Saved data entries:
============================================================

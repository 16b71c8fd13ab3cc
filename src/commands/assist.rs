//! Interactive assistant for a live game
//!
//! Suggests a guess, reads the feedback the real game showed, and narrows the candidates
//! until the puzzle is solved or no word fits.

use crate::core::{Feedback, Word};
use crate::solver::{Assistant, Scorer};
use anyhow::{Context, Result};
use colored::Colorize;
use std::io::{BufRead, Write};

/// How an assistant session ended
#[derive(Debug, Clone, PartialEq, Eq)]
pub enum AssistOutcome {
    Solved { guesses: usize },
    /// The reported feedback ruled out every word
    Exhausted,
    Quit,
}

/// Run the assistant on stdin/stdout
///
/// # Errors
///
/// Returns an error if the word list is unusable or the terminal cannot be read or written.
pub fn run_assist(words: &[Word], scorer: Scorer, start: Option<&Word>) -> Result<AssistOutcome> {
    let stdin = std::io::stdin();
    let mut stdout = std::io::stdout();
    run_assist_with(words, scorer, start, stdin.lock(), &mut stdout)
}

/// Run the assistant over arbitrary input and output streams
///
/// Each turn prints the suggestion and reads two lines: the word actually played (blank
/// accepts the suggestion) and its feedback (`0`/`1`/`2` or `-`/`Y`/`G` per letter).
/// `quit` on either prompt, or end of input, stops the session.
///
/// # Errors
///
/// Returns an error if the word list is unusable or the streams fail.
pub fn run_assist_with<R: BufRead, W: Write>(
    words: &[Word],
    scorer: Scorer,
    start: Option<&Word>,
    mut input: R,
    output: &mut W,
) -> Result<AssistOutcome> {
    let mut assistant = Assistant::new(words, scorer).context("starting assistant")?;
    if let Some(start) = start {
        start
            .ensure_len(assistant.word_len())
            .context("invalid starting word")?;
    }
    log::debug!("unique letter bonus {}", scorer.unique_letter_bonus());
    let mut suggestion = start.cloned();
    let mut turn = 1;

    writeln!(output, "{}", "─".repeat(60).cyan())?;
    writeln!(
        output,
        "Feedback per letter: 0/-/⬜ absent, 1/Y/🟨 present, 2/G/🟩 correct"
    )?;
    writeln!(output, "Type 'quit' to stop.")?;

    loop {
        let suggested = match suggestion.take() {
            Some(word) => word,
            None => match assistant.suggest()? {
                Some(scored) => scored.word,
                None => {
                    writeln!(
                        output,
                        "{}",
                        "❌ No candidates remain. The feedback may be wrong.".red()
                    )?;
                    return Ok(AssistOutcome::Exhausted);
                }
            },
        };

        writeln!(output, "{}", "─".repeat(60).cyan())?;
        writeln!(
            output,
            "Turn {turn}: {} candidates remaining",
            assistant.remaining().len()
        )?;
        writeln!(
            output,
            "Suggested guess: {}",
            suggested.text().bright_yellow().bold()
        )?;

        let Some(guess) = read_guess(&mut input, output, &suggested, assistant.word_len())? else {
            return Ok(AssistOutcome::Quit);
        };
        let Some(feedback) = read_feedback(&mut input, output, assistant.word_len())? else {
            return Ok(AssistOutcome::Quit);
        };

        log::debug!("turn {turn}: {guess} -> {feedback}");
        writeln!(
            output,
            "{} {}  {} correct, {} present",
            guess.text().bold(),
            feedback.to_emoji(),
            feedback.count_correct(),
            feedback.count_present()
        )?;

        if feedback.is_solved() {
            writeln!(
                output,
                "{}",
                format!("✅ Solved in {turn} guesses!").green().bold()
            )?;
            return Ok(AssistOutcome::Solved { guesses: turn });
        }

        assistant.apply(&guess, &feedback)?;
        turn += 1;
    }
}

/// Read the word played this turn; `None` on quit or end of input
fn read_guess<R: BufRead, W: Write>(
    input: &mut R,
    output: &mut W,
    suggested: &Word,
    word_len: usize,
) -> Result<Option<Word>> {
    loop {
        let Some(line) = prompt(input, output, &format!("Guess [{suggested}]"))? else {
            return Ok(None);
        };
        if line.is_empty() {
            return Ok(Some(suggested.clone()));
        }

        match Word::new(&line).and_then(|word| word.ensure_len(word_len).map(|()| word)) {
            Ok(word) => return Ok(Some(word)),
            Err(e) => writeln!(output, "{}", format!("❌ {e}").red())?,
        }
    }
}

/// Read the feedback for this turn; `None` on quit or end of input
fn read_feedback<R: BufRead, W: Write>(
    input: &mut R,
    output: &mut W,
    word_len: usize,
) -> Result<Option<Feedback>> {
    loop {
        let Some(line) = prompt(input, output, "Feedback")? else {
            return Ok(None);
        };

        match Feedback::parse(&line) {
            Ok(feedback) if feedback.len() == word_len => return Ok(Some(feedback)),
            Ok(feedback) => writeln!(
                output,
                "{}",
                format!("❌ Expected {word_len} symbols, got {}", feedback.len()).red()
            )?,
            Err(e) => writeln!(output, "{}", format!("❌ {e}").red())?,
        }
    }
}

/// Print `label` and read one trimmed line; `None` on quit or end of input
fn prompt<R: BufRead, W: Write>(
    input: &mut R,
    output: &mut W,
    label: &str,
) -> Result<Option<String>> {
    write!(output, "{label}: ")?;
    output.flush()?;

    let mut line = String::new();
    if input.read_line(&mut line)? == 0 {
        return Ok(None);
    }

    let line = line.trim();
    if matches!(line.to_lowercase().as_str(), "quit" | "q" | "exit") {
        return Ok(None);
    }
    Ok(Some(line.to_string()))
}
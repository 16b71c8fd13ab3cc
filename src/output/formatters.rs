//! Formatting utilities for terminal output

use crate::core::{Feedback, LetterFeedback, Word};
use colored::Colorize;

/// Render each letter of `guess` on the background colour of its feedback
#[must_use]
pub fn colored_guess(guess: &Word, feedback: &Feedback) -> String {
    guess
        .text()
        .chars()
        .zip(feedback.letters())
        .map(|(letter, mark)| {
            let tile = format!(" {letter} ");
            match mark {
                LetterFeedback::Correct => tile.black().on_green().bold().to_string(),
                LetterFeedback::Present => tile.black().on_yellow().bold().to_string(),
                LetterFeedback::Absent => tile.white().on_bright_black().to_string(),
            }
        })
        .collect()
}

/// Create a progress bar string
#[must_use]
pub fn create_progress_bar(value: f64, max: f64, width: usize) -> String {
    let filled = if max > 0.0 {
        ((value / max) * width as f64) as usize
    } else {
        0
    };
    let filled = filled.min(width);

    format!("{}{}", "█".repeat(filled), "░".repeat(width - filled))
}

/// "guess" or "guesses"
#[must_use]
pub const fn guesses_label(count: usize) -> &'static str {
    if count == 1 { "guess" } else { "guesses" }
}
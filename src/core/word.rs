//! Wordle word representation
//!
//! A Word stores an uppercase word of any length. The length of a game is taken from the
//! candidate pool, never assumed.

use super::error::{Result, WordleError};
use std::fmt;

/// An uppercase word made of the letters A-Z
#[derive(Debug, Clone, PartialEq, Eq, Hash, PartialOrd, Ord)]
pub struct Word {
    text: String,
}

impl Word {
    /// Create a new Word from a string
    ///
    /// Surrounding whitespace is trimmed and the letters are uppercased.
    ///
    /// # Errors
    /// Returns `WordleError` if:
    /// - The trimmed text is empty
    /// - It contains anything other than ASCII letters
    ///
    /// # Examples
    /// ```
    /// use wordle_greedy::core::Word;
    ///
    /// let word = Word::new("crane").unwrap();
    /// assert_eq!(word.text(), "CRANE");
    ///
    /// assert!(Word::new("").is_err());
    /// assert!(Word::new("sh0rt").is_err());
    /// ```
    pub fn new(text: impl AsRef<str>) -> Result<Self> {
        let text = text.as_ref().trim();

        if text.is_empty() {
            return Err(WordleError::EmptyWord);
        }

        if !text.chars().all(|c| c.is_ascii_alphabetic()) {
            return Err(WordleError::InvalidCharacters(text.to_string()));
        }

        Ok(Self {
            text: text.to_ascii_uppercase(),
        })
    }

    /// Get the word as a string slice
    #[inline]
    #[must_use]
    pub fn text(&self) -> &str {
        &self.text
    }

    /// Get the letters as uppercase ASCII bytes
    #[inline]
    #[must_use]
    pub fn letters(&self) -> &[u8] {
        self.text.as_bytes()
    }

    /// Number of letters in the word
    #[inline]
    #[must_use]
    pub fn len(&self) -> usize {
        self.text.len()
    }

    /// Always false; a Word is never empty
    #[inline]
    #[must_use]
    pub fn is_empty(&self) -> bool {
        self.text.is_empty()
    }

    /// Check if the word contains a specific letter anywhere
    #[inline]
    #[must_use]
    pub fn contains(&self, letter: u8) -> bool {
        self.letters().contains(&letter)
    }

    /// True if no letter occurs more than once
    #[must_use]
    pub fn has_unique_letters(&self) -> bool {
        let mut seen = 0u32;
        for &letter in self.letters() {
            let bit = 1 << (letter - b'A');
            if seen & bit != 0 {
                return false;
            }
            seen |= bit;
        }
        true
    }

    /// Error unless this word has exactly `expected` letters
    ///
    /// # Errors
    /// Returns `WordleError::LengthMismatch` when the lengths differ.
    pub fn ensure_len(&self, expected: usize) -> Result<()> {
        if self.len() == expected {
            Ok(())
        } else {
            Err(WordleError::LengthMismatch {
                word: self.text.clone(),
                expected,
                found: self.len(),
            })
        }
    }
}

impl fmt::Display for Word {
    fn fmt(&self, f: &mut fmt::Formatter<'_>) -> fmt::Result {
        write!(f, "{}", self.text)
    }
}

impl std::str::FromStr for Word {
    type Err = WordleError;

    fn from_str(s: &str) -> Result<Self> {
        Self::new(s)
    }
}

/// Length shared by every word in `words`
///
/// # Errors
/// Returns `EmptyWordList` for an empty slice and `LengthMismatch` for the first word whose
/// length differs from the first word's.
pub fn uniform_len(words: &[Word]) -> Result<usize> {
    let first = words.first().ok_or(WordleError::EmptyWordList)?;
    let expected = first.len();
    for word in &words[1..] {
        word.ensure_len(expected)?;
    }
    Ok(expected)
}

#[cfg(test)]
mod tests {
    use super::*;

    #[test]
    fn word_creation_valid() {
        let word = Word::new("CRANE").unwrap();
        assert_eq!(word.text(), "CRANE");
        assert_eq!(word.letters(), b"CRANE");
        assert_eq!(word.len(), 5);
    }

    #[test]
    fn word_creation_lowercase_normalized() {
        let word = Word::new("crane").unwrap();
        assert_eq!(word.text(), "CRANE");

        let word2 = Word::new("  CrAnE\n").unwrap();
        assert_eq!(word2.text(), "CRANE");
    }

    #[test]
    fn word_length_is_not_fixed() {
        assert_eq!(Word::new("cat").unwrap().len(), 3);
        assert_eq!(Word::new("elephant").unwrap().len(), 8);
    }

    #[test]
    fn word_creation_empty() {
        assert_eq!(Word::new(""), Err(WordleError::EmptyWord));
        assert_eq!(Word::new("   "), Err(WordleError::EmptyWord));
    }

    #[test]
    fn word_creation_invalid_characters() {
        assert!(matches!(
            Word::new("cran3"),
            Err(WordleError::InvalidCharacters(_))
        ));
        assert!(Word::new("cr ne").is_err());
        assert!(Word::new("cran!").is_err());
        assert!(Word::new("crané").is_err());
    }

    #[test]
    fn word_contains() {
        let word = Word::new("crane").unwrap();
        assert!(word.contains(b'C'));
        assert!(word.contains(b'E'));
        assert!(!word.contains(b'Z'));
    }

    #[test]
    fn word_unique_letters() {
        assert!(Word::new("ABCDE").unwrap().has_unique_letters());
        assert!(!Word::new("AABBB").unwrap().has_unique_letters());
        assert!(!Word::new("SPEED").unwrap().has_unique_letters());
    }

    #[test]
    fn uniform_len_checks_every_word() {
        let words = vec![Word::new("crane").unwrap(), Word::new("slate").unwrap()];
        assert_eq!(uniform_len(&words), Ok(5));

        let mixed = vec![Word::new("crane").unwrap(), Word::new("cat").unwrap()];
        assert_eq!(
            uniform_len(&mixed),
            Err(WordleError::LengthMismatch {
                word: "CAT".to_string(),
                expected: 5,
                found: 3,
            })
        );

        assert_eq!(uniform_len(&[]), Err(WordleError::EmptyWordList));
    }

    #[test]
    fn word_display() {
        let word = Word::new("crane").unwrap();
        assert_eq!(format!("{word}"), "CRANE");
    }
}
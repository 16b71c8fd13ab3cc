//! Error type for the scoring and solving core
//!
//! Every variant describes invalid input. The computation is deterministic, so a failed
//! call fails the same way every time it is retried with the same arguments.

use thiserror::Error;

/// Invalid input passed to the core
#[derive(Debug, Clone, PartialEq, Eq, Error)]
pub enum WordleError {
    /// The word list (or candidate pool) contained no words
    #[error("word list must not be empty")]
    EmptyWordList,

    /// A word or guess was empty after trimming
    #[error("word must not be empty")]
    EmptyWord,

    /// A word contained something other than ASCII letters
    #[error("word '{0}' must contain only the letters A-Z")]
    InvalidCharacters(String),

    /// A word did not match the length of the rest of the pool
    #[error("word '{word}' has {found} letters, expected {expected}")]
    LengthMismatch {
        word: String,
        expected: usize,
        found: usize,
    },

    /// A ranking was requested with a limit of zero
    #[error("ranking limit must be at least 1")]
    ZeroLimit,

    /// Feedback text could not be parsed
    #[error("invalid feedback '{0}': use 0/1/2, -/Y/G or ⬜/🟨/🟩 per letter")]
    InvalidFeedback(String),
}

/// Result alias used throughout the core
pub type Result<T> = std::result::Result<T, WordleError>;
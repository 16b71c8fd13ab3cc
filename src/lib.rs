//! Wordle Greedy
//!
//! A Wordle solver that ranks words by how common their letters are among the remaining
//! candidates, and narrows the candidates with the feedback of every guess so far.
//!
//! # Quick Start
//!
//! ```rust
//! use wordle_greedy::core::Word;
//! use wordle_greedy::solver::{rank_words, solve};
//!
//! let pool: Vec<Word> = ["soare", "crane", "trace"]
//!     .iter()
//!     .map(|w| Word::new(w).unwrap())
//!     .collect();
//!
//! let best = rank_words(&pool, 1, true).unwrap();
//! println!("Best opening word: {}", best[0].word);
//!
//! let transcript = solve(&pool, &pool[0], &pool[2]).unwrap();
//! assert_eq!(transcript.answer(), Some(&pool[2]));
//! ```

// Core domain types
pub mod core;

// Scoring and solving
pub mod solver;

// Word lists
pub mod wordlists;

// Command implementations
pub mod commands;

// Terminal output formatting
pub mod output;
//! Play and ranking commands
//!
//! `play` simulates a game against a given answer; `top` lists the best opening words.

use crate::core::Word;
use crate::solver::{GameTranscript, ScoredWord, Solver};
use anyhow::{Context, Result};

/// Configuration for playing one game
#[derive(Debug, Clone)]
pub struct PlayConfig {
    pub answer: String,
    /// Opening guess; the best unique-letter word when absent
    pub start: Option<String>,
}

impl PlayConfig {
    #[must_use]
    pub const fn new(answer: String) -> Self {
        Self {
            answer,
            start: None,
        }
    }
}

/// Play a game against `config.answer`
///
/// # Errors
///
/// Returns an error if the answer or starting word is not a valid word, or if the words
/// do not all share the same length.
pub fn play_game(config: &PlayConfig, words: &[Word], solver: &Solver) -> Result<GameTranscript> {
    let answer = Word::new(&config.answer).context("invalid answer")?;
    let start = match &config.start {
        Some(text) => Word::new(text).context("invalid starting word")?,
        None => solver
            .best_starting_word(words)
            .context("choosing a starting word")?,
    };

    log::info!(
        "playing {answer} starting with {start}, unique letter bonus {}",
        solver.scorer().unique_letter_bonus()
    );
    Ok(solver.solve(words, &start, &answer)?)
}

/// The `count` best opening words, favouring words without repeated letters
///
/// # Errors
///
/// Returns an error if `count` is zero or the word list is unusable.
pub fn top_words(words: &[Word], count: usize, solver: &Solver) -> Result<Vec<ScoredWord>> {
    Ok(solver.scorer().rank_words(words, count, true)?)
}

============================================================

#### WORK TASK:
Starting at the line that contains "use crate::core::Word;", retype every line through the end of the records exactly, and nothing else.

#### OUTPUT OF THE TASK:
use crate::core::Word;
use crate::solver::{GameTranscript, ScoredWord, Solver};
use anyhow::{Context, Result};

/// Configuration for playing one game
#[derive(Debug, Clone)]
pub struct PlayConfig {
    pub answer: String,
    /// Opening guess; the best unique-letter word when absent
    pub start: Option<String>,
}

impl PlayConfig {
    #[must_use]
    pub const fn new(answer: String) -> Self {
        Self {
            answer,
            start: None,
        }
    }
}

/// Play a game against `config.answer`
///
/// # Errors
///
/// Returns an error if the answer or starting word is not a valid word, or if the words
/// do not all share the same length.
pub fn play_game(config: &PlayConfig, words: &[Word], solver: &Solver) -> Result<GameTranscript> {
    let answer = Word::new(&config.answer).context("invalid answer")?;
    let start = match &config.start {
        Some(text) => Word::new(text).context("invalid starting word")?,
        None => solver
            .best_starting_word(words)
            .context("choosing a starting word")?,
    };

    log::info!(
        "playing {answer} starting with {start}, unique letter bonus {}",
        solver.scorer().unique_letter_bonus()
    );
    Ok(solver.solve(words, &start, &answer)?)
}

/// The `count` best opening words, favouring words without repeated letters
///
/// # Errors
///
/// Returns an error if `count` is zero or the word list is unusable.
pub fn top_words(words: &[Word], count: usize, solver: &Solver) -> Result<Vec<ScoredWord>> {
    Ok(solver.scorer().rank_words(words, count, true)?)
}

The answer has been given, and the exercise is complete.